There is also a bit too much code repetition: your algorithm basically swaps the two halves of your table three times (once for each dimension), but you rewrote 3 times the same thing with a few differences.

There is also too much memory allocation/copy (your algorithm works and can exploit the structure of array of pointers by simply swapping pointers to swap whole rows/slices, in that specific case, you can exploit this data structure to avoid copies with your algorithm... but you don't)

You should choose more explicit variable names, that helps. For instance use width, height, depth instead of a, b, c.

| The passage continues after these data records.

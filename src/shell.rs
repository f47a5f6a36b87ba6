// SPDX-License-Identifier: MPL-2.0
//! Wiring for the playback core.
//!
//! The shell owns the bus, the shared state, the three controllers and the
//! UI queue that engine notifications are marshalled through. Everything it
//! owns is `!Send`; it runs on a single UI context. The engine's worker
//! thread only ever sees the [`NotificationSink`].

use crate::bus::{MediaItem, MessageBus, Outbox, SubscriberId};
use crate::config::{Config, DEFAULT_RATE_INDEX, DEFAULT_VOLUME};
use crate::controllers::fullscreen::Effect;
use crate::controllers::{Application, InitOutcome, SurfaceOptions, Transport, VideoSurface};
use crate::engine::{EngineNotification, MediaEngine, NotificationSink};
use crate::notifications::Manager;
use crate::playback::{PlaybackRate, PlaybackState, SharedPlaybackState, Volume};
use crate::presentation::PresentationHost;
use crate::ui_context::UiContext;
use std::cell::{Ref, RefCell};
use std::path::PathBuf;
use std::rc::Rc;
use std::time::{Duration, Instant};

/// Period of the UI tick driving the auto-hide timer and toast expiry.
pub const TICK_INTERVAL: Duration = Duration::from_millis(50);

pub struct Shell {
    bus: Rc<MessageBus>,
    state: SharedPlaybackState,
    surface: Rc<RefCell<VideoSurface>>,
    transport: Rc<RefCell<Transport>>,
    application: Rc<RefCell<Application>>,
    subscribers: Vec<SubscriberId>,
    ui: UiContext<EngineNotification>,
    notifications: Manager,
    shut_down: bool,
}

impl std::fmt::Debug for Shell {
    fn fmt(&self, f: &mut std::fmt::Formatter<'_>) -> std::fmt::Result {
        f.debug_struct("Shell")
            .field("bus", &self.bus)
            .field("state", &self.state)
            .field("shut_down", &self.shut_down)
            .finish_non_exhaustive()
    }
}

impl Shell {
    /// Builds the core and subscribes every controller. The engine is not started yet.
    pub fn new(
        config: &Config,
        engine: Box<dyn MediaEngine>,
        host: Box<dyn PresentationHost>,
    ) -> Self {
        let volume = Volume::new(config.playback.volume.unwrap_or(DEFAULT_VOLUME));
        let rate = PlaybackRate::from_index_or_default(
            config.playback.rate_index.unwrap_or(DEFAULT_RATE_INDEX),
        );
        let state = SharedPlaybackState::new(PlaybackState::with_startup(volume, rate));
        let bus = Rc::new(MessageBus::new());

        let surface = Rc::new(RefCell::new(VideoSurface::new(
            engine,
            state.clone(),
            SurfaceOptions::from_config(config),
        )));
        let application = Rc::new(RefCell::new(Application::new(
            state.clone(),
            host,
            config.playback.auto_advance.unwrap_or(true),
        )));
        let transport = Rc::new(RefCell::new(Transport::new(state.clone())));

        let surface_id = bus.register();
        let application_id = bus.register();
        let transport_id = bus.register();
        VideoSurface::subscribe(&surface, &bus, surface_id);
        Application::subscribe(&application, &bus, application_id);
        Transport::subscribe(&transport, &bus, transport_id);

        Self {
            bus,
            state,
            surface,
            transport,
            application,
            subscribers: vec![surface_id, application_id, transport_id],
            ui: UiContext::new(),
            notifications: Manager::new(),
            shut_down: false,
        }
    }

    /// Starts the engine. Safe to call more than once.
    pub fn start(&mut self) -> InitOutcome {
        let sink = self.ui.handle();
        self.surface
            .borrow_mut()
            .initialize(sink, &mut self.notifications)
    }

    /// Replaces the playlist with `paths` and selects the first entry.
    pub fn open(&self, paths: Vec<PathBuf>) -> bool {
        let items = paths.into_iter().map(MediaItem::from_path).collect();
        self.with_application(|app, out| app.set_playlist(items, out));
        self.with_application(|app, out| app.select(0, out))
    }

    // ---------------------------------------------------------------------
    // Input
    // ---------------------------------------------------------------------

    /// Runs transport input now and publishes what it produced.
    pub fn with_transport<R>(&self, f: impl FnOnce(&mut Transport, &mut Outbox) -> R) -> R {
        self.with_transport_at(Instant::now(), f)
    }

    /// Runs transport input that happened at `now`. Every message it causes
    /// is handled with that instant.
    pub fn with_transport_at<R>(
        &self,
        now: Instant,
        f: impl FnOnce(&mut Transport, &mut Outbox) -> R,
    ) -> R {
        let mut out = Outbox::at(now);
        let result = f(&mut self.transport.borrow_mut(), &mut out);
        self.bus.publish_all(&mut out);
        result
    }

    /// Runs application input now and publishes what it produced.
    pub fn with_application<R>(&self, f: impl FnOnce(&mut Application, &mut Outbox) -> R) -> R {
        self.with_application_at(Instant::now(), f)
    }

    /// Runs application input that happened at `now`.
    pub fn with_application_at<R>(
        &self,
        now: Instant,
        f: impl FnOnce(&mut Application, &mut Outbox) -> R,
    ) -> R {
        let mut out = Outbox::at(now);
        let result = f(&mut self.application.borrow_mut(), &mut out);
        self.bus.publish_all(&mut out);
        result
    }

    pub fn pointer_moved(&self, now: Instant) -> Effect {
        self.surface.borrow_mut().pointer_moved(now)
    }

    pub fn pointer_entered_controls(&self, now: Instant) -> Effect {
        self.surface.borrow_mut().pointer_entered_controls(now)
    }

    pub fn pointer_left_controls(&self, now: Instant) -> Effect {
        self.surface.borrow_mut().pointer_left_controls(now)
    }

    // ---------------------------------------------------------------------
    // UI context turn
    // ---------------------------------------------------------------------

    /// Applies every queued engine notification. Returns how many were applied.
    pub fn pump(&mut self, now: Instant) -> usize {
        let notifications = self.ui.drain();
        for notification in &notifications {
            self.apply_notification(*notification, now);
        }
        notifications.len()
    }

    fn apply_notification(&self, notification: EngineNotification, now: Instant) {
        let mut out = Outbox::at(now);
        self.surface
            .borrow_mut()
            .handle_engine(notification, now, &mut out);
        self.bus.publish_all(&mut out);
    }

    /// Drives timers: control auto-hide and notification expiry.
    pub fn tick(&mut self, now: Instant) {
        if let Effect::VisibilityChanged(visibility) = self.surface.borrow_mut().tick(now) {
            tracing::debug!(?visibility, "fullscreen controls");
        }
        self.notifications.tick(now);
    }

    /// Runs the UI loop for `duration`: engine notifications as they arrive,
    /// timers every [`TICK_INTERVAL`].
    pub async fn run_for(&mut self, duration: Duration) {
        let deadline = tokio::time::sleep(duration);
        tokio::pin!(deadline);
        let mut ticker = tokio::time::interval(TICK_INTERVAL);

        loop {
            let notification = tokio::select! {
                () = &mut deadline => break,
                Some(notification) = self.ui.next_event() => Some(notification),
                _ = ticker.tick() => None,
            };
            let now = Instant::now();
            match notification {
                Some(notification) => self.apply_notification(notification, now),
                None => self.tick(now),
            }
        }
    }

    /// Unsubscribes every controller, disposes the video surface, and
    /// invalidates the notification session. Idempotent.
    pub fn shutdown(&mut self) {
        if self.shut_down {
            return;
        }
        for id in &self.subscribers {
            self.bus.unsubscribe_all(*id);
        }
        self.surface.borrow_mut().dispose();
        self.ui.invalidate();
        let discarded = self.ui.drain().len();
        self.shut_down = true;
        tracing::info!(discarded, "shell shut down");
    }

    // ---------------------------------------------------------------------
    // Accessors
    // ---------------------------------------------------------------------

    #[must_use]
    pub fn state(&self) -> &SharedPlaybackState {
        &self.state
    }

    #[must_use]
    pub fn bus(&self) -> &MessageBus {
        &self.bus
    }

    #[must_use]
    pub fn video_surface(&self) -> Ref<'_, VideoSurface> {
        self.surface.borrow()
    }

    #[must_use]
    pub fn transport(&self) -> Ref<'_, Transport> {
        self.transport.borrow()
    }

    #[must_use]
    pub fn application(&self) -> Ref<'_, Application> {
        self.application.borrow()
    }

    #[must_use]
    pub fn notifications(&self) -> &Manager {
        &self.notifications
    }

    /// A sink bound to the current notification session.
    #[must_use]
    pub fn notification_sink(&self) -> NotificationSink {
        self.ui.handle()
    }

    #[must_use]
    pub fn is_shut_down(&self) -> bool {
        self.shut_down
    }
}

impl Drop for Shell {
    fn drop(&mut self) {
        self.shutdown();
    }
}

For instance, here is an implementation with vectors (I didn't know matlab's fftshift function though, but according to your code and this page, I assume it's basically "swapping the corners"):

(also, compile with -std=c++11)

#include <cstddef>
#include <iostream>
#include <vector>
#include <algorithm>

typedef std::size_t index_t;
typedef double element_t;
typedef std::vector<element_t> row_t;
typedef std::vector<row_t> slice_t;
typedef std::vector<slice_t> array_3d_t;

// for one dimension
// you might overload this for a std::vector<double>& and use memmove
// as you originally wanted to do here
template<class T>
void fftshift_dimension(std::vector<T>& row)
{
  using std::swap;
  const index_t size = row.size();
  if(size <= 1)
    return;
  const index_t halved_size = size / 2;
  // swap the two halves
  for(index_t i = 0, j = size - halved_size ; i < halved_size ; ++i, ++j)
    swap(row[i], row[j]);
  // if the size is odd, rotate the right part
  if(size % 2)
  {
    swap(row[halved_size], row[size - 1]);
    const index_t n = size - 2;
    for(index_t i = halved_size ; i < n ; ++i)
      swap(row[i], row[i + 1]);
  }
}

// base case
template<class T>
void fftshift(std::vector<T>& array) {
  fftshift_dimension(array);
}

// reduce the problem for a dimension N+1 to a dimension N
template<class T>
void fftshift(std::vector<std::vector<T>>& array) {
  fftshift_dimension(array);
  for(auto& slice : array)
    fftshift(slice);
}

// overloads operator<< to print a 3-dimensional array
std::ostream& operator<<(std::ostream& output, const array_3d_t& input) {
  const index_t width = input.size();
  for(index_t i = 0; i < width ; i++)
  {
    const index_t height = input[i].size();
    for(index_t j = 0; j < height ; j++)
    {
      const index_t depth = input[i][j].size();
      for(index_t k = 0; k < depth; k++)
        output << input[i][j][k] << ' ';
      output << '\n';
    }
    output << '\n';
  }
  return output;
}

int main()
{
  constexpr index_t width = 3;
  constexpr index_t height = 4;
  constexpr index_t depth = 5;

  array_3d_t input(width, slice_t(height, row_t(depth)));

  // initialization
  for(index_t i = 0 ; i < width ; ++i)
    for(index_t j = 0 ; j < height ; ++j)
      for(index_t k = 0 ; k < depth ; ++k)
        input[i][j][k] = i + j + k;
  std::cout << input;

  // in place fftshift
  fftshift(input);

  std::cout << "and then" << '\n' << input;
}

live example

You could probably make a slightly more efficient algorithm by avoiding to swap multiple times the same cell and/or using memmove, but I think it's already fast enough for many uses (on my machine fftshift takes roughly 130ms for a 1000x1000x100 table).